▸ **What to do**
Only the number is wanted: how many lines of the data contain "usize"?
━━━━━ Extracted information ━━━━━
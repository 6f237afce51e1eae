//! Timed status effects and their per-turn ticks.
//!
//! # Stacking
//!
//! `poison` stacks: every application adds an independent entry. Every other
//! kind replaces an existing entry of the same kind. Applying `cleanse`
//! empties the ledger.
//!
//! # Ticks
//!
//! [`EffectLedger::tick`] runs once per owner turn-start and only *computes*
//! what happened; the engine applies the figures to the owner (clamped) and to
//! drain sources.

use arrayvec::ArrayVec;

use crate::combatant::CombatantId;
use crate::config::BattleConfig;
use crate::rng::{BattleRng, RollContext};

/// Types of status effects.
#[derive(
    Clone, Copy, Debug, PartialEq, Eq, Hash, strum::Display, strum::EnumIter, strum::AsRefStr,
)]
#[strum(serialize_all = "lowercase")]
#[cfg_attr(
    feature = "serde",
    derive(serde::Serialize, serde::Deserialize),
    serde(rename_all = "lowercase")
)]
pub enum EffectKind {
    /// Damage over time, absorbed by shields.
    Burn,
    /// Owner loses its action.
    Stun,
    /// Damage over time straight to the health pool.
    Bleed,
    /// Stacking damage over time, absorbed by shields.
    Poison,
    /// Chance to turn the owner's move on itself.
    Confuse,
    /// Steals resource from the owner and heals the effect's source.
    Drain,
    /// Removes every effect.
    Cleanse,
    /// Owner loses its action.
    Freeze,
}

impl EffectKind {
    /// Multiple simultaneous entries are allowed.
    pub const fn stacks(self) -> bool {
        matches!(self, EffectKind::Poison)
    }

    pub const fn skips_turn(self) -> bool {
        matches!(self, EffectKind::Stun | EffectKind::Freeze)
    }

    /// Damage applied through shields, combined per tick.
    pub const fn is_damage_over_time(self) -> bool {
        matches!(self, EffectKind::Burn | EffectKind::Poison)
    }
}

/// A timed modifier attached to one combatant.
#[derive(Clone, Debug, PartialEq, Eq)]
#[cfg_attr(feature = "serde", derive(serde::Serialize, serde::Deserialize))]
pub struct ActiveEffect {
    pub kind: EffectKind,
    pub remaining_turns: u32,
    pub damage_per_turn: u32,
    pub pp_loss_per_turn: u32,
    pub pp_steal_per_turn: u32,
    pub heal_per_turn: u32,
    pub trigger_chance: Option<u8>,
    /// Combatant that applied the effect (drain heals it).
    pub source: Option<CombatantId>,
}

impl ActiveEffect {
    pub fn new(kind: EffectKind, duration: u32) -> Self {
        Self {
            kind,
            remaining_turns: duration,
            damage_per_turn: 0,
            pp_loss_per_turn: 0,
            pp_steal_per_turn: 0,
            heal_per_turn: 0,
            trigger_chance: None,
            source: None,
        }
    }

    pub fn with_damage(mut self, amount: u32) -> Self {
        self.damage_per_turn = amount;
        self
    }

    pub fn with_pp_loss(mut self, amount: u32) -> Self {
        self.pp_loss_per_turn = amount;
        self
    }

    pub fn with_pp_steal(mut self, amount: u32) -> Self {
        self.pp_steal_per_turn = amount;
        self
    }

    pub fn with_heal(mut self, amount: u32) -> Self {
        self.heal_per_turn = amount;
        self
    }

    pub fn with_trigger_chance(mut self, percent: u8) -> Self {
        self.trigger_chance = Some(percent);
        self
    }

    pub fn from_source(mut self, source: CombatantId) -> Self {
        self.source = Some(source);
        self
    }

    /// Amount a drain tick takes from its owner.
    pub fn drain_amount(&self) -> u32 {
        if self.pp_steal_per_turn > 0 {
            self.pp_steal_per_turn
        } else {
            self.damage_per_turn
        }
    }
}

/// Result of adding an effect to a ledger.
#[derive(Clone, Copy, Debug, PartialEq, Eq)]
pub enum ApplyOutcome {
    Added,
    Replaced,
    /// A stacking effect pushed out the oldest entry because the ledger was full.
    Evicted,
    /// `cleanse` removed this many entries.
    Cleansed { removed: usize },
}

/// One effect's contribution to a tick.
#[derive(Clone, Debug, PartialEq, Eq)]
pub struct EffectTick {
    pub kind: EffectKind,
    /// Nominal damage attributed to this effect (burn, poison, bleed).
    pub damage: u32,
    /// Nominal resource taken by this effect (drain, PP loss).
    pub resource_loss: u32,
    /// The effect's trigger chance failed this tick.
    pub dormant: bool,
}

/// Drain transfer the engine must settle with the effect's source.
#[derive(Clone, Debug, PartialEq, Eq)]
pub struct DrainTick {
    pub source: Option<CombatantId>,
    pub amount: u32,
    /// Explicit heal for the source; zero means "heal by the drained amount".
    pub heal: u32,
}

/// Everything one turn-start tick produced.
#[derive(Clone, Debug, Default, PartialEq, Eq)]
pub struct TickReport {
    /// A `stun` or `freeze` is active: the owner's move must not run.
    pub skip_turn: bool,
    /// A `confuse` triggered: the owner's move is turned on itself.
    pub confused: bool,
    /// A `cleanse` entry wiped the ledger instead of ticking.
    pub cleansed: bool,
    pub ticks: Vec<EffectTick>,
    /// Burn + poison, applied once shield-first.
    pub combined_damage: u32,
    /// Bleed, applied straight to the health pool.
    pub bleed_damage: u32,
    /// PP loss without transfer.
    pub resource_loss: u32,
    pub drains: Vec<DrainTick>,
    /// Kinds that reached zero duration this tick.
    pub expired: Vec<EffectKind>,
}

/// Active effects on one combatant.
#[derive(Clone, Debug, Default, PartialEq, Eq)]
#[cfg_attr(feature = "serde", derive(serde::Serialize, serde::Deserialize))]
pub struct EffectLedger {
    effects: ArrayVec<ActiveEffect, { BattleConfig::MAX_ACTIVE_EFFECTS }>,
}

impl EffectLedger {
    pub fn new() -> Self {
        Self::default()
    }

    /// Add an effect following the stacking rules.
    pub fn apply(&mut self, effect: ActiveEffect) -> ApplyOutcome {
        if effect.kind == EffectKind::Cleanse {
            let removed = self.effects.len();
            self.effects.clear();
            return ApplyOutcome::Cleansed { removed };
        }

        if !effect.kind.stacks()
            && let Some(index) = self.effects.iter().position(|e| e.kind == effect.kind)
        {
            self.effects.remove(index);
            self.effects.push(effect);
            return ApplyOutcome::Replaced;
        }

        if self.effects.is_full() {
            self.effects.remove(0);
            self.effects.push(effect);
            return ApplyOutcome::Evicted;
        }

        self.effects.push(effect);
        ApplyOutcome::Added
    }

    pub fn has(&self, kind: EffectKind) -> bool {
        self.effects.iter().any(|e| e.kind == kind)
    }

    pub fn count(&self, kind: EffectKind) -> usize {
        self.effects.iter().filter(|e| e.kind == kind).count()
    }

    pub fn iter(&self) -> impl Iterator<Item = &ActiveEffect> {
        self.effects.iter()
    }

    pub fn kinds(&self) -> Vec<EffectKind> {
        self.effects.iter().map(|e| e.kind).collect()
    }

    pub fn len(&self) -> usize {
        self.effects.len()
    }

    pub fn is_empty(&self) -> bool {
        self.effects.is_empty()
    }

    pub fn clear(&mut self) {
        self.effects.clear();
    }

    /// Run one turn-start tick.
    ///
    /// Every effect ticks, then loses one turn of duration; effects at zero
    /// are removed. An active `cleanse` instead removes everything.
    pub fn tick(&mut self, rng: &mut BattleRng, confuse_chance: u8) -> TickReport {
        let mut report = TickReport::default();

        if self.has(EffectKind::Cleanse) {
            self.effects.clear();
            report.cleansed = true;
            return report;
        }

        for effect in self.effects.iter_mut() {
            let chance = match effect.kind {
                EffectKind::Confuse => Some(effect.trigger_chance.unwrap_or(confuse_chance)),
                _ => effect.trigger_chance,
            };
            let triggered = chance.is_none_or(|c| rng.chance(RollContext::EffectTrigger, c));

            let mut tick = EffectTick {
                kind: effect.kind,
                damage: 0,
                resource_loss: 0,
                dormant: !triggered,
            };

            if triggered {
                match effect.kind {
                    EffectKind::Stun | EffectKind::Freeze => report.skip_turn = true,
                    EffectKind::Burn | EffectKind::Poison => {
                        tick.damage = effect.damage_per_turn;
                        report.combined_damage += effect.damage_per_turn;
                    }
                    EffectKind::Bleed => {
                        tick.damage = effect.damage_per_turn;
                        report.bleed_damage += effect.damage_per_turn;
                    }
                    EffectKind::Drain => {
                        let amount = effect.drain_amount();
                        tick.resource_loss = amount;
                        report.drains.push(DrainTick {
                            source: effect.source.clone(),
                            amount,
                            heal: effect.heal_per_turn,
                        });
                    }
                    EffectKind::Confuse => report.confused = true,
                    EffectKind::Cleanse => {}
                }

                if effect.pp_loss_per_turn > 0 {
                    tick.resource_loss += effect.pp_loss_per_turn;
                    report.resource_loss += effect.pp_loss_per_turn;
                }
            }

            effect.remaining_turns = effect.remaining_turns.saturating_sub(1);
            if effect.remaining_turns == 0 {
                report.expired.push(effect.kind);
            }
            report.ticks.push(tick);
        }

        self.effects.retain(|e| e.remaining_turns > 0);
        report
    }
}

impl FromIterator<ActiveEffect> for EffectLedger {
    fn from_iter<T: IntoIterator<Item = ActiveEffect>>(iter: T) -> Self {
        let mut ledger = Self::new();
        for effect in iter {
            ledger.apply(effect);
        }
        ledger
    }
}

#[cfg(test)]
mod tests {
    use super::*;

    fn rng() -> BattleRng {
        BattleRng::seeded(5)
    }

    #[test]
    fn poison_stacks_burn_replaces() {
        let mut ledger = EffectLedger::new();

        ledger.apply(ActiveEffect::new(EffectKind::Poison, 3).with_damage(2));
        ledger.apply(ActiveEffect::new(EffectKind::Poison, 3).with_damage(2));
        assert_eq!(ledger.count(EffectKind::Poison), 2);

        ledger.apply(ActiveEffect::new(EffectKind::Burn, 3).with_damage(4));
        let outcome = ledger.apply(ActiveEffect::new(EffectKind::Burn, 5).with_damage(9));
        assert_eq!(outcome, ApplyOutcome::Replaced);
        assert_eq!(ledger.count(EffectKind::Burn), 1);

        let burn = ledger
            .iter()
            .find(|e| e.kind == EffectKind::Burn)
            .expect("burn present");
        assert_eq!(burn.damage_per_turn, 9);
        assert_eq!(burn.remaining_turns, 5);
    }

    #[test]
    fn cleanse_empties_any_ledger() {
        for n in 0..=BattleConfig::MAX_ACTIVE_EFFECTS {
            let mut ledger: EffectLedger = (0..n)
                .map(|_| ActiveEffect::new(EffectKind::Poison, 2))
                .collect();
            assert_eq!(ledger.len(), n);

            let outcome = ledger.apply(ActiveEffect::new(EffectKind::Cleanse, 1));
            assert_eq!(outcome, ApplyOutcome::Cleansed { removed: n });
            assert!(ledger.is_empty());
        }
    }

    #[test]
    fn full_ledger_evicts_oldest() {
        let mut ledger = EffectLedger::new();
        ledger.apply(ActiveEffect::new(EffectKind::Stun, 1));
        for _ in 1..BattleConfig::MAX_ACTIVE_EFFECTS {
            ledger.apply(ActiveEffect::new(EffectKind::Poison, 4));
        }

        let outcome = ledger.apply(ActiveEffect::new(EffectKind::Poison, 4));
        assert_eq!(outcome, ApplyOutcome::Evicted);
        assert!(!ledger.has(EffectKind::Stun));
        assert_eq!(ledger.len(), BattleConfig::MAX_ACTIVE_EFFECTS);
    }

    #[test]
    fn duration_counts_down_to_removal() {
        let mut ledger = EffectLedger::new();
        ledger.apply(ActiveEffect::new(EffectKind::Burn, 3).with_damage(1));
        let mut rng = rng();

        for expected in [2, 1] {
            let report = ledger.tick(&mut rng, 50);
            assert!(report.expired.is_empty());
            assert_eq!(ledger.iter().next().map(|e| e.remaining_turns), Some(expected));
        }

        let report = ledger.tick(&mut rng, 50);
        assert_eq!(report.expired, vec![EffectKind::Burn]);
        assert!(ledger.is_empty());
    }

    #[test]
    fn tick_combines_dot_and_separates_bleed() {
        let mut ledger = EffectLedger::new();
        ledger.apply(ActiveEffect::new(EffectKind::Burn, 2).with_damage(10));
        ledger.apply(ActiveEffect::new(EffectKind::Poison, 2).with_damage(3));
        ledger.apply(ActiveEffect::new(EffectKind::Poison, 2).with_damage(4));
        ledger.apply(ActiveEffect::new(EffectKind::Bleed, 2).with_damage(6));

        let report = ledger.tick(&mut rng(), 50);

        assert_eq!(report.combined_damage, 17);
        assert_eq!(report.bleed_damage, 6);
        assert_eq!(report.ticks.len(), 4);
        assert!(!report.skip_turn);
    }

    #[test]
    fn stun_and_freeze_skip() {
        for kind in [EffectKind::Stun, EffectKind::Freeze] {
            let mut ledger = EffectLedger::new();
            ledger.apply(ActiveEffect::new(kind, 1));
            let report = ledger.tick(&mut rng(), 50);
            assert!(report.skip_turn);
            assert_eq!(report.expired, vec![kind]);
        }
    }

    #[test]
    fn drain_reports_source() {
        let mut ledger = EffectLedger::new();
        ledger.apply(
            ActiveEffect::new(EffectKind::Drain, 2)
                .with_pp_steal(5)
                .with_heal(3)
                .from_source(CombatantId::from("vampire")),
        );

        let report = ledger.tick(&mut rng(), 50);
        assert_eq!(
            report.drains,
            vec![DrainTick {
                source: Some(CombatantId::from("vampire")),
                amount: 5,
                heal: 3,
            }]
        );
    }

    #[test]
    fn active_cleanse_wipes_instead_of_ticking() {
        let mut ledger = EffectLedger::new();
        ledger.apply(ActiveEffect::new(EffectKind::Burn, 2).with_damage(10));
        // Restored ledgers can carry a cleanse entry directly.
        ledger.effects.push(ActiveEffect::new(EffectKind::Cleanse, 2));

        let report = ledger.tick(&mut rng(), 50);
        assert!(report.cleansed);
        assert_eq!(report.combined_damage, 0);
        assert!(ledger.is_empty());
    }
}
━━━━━
▸ **Result for this exercise**
3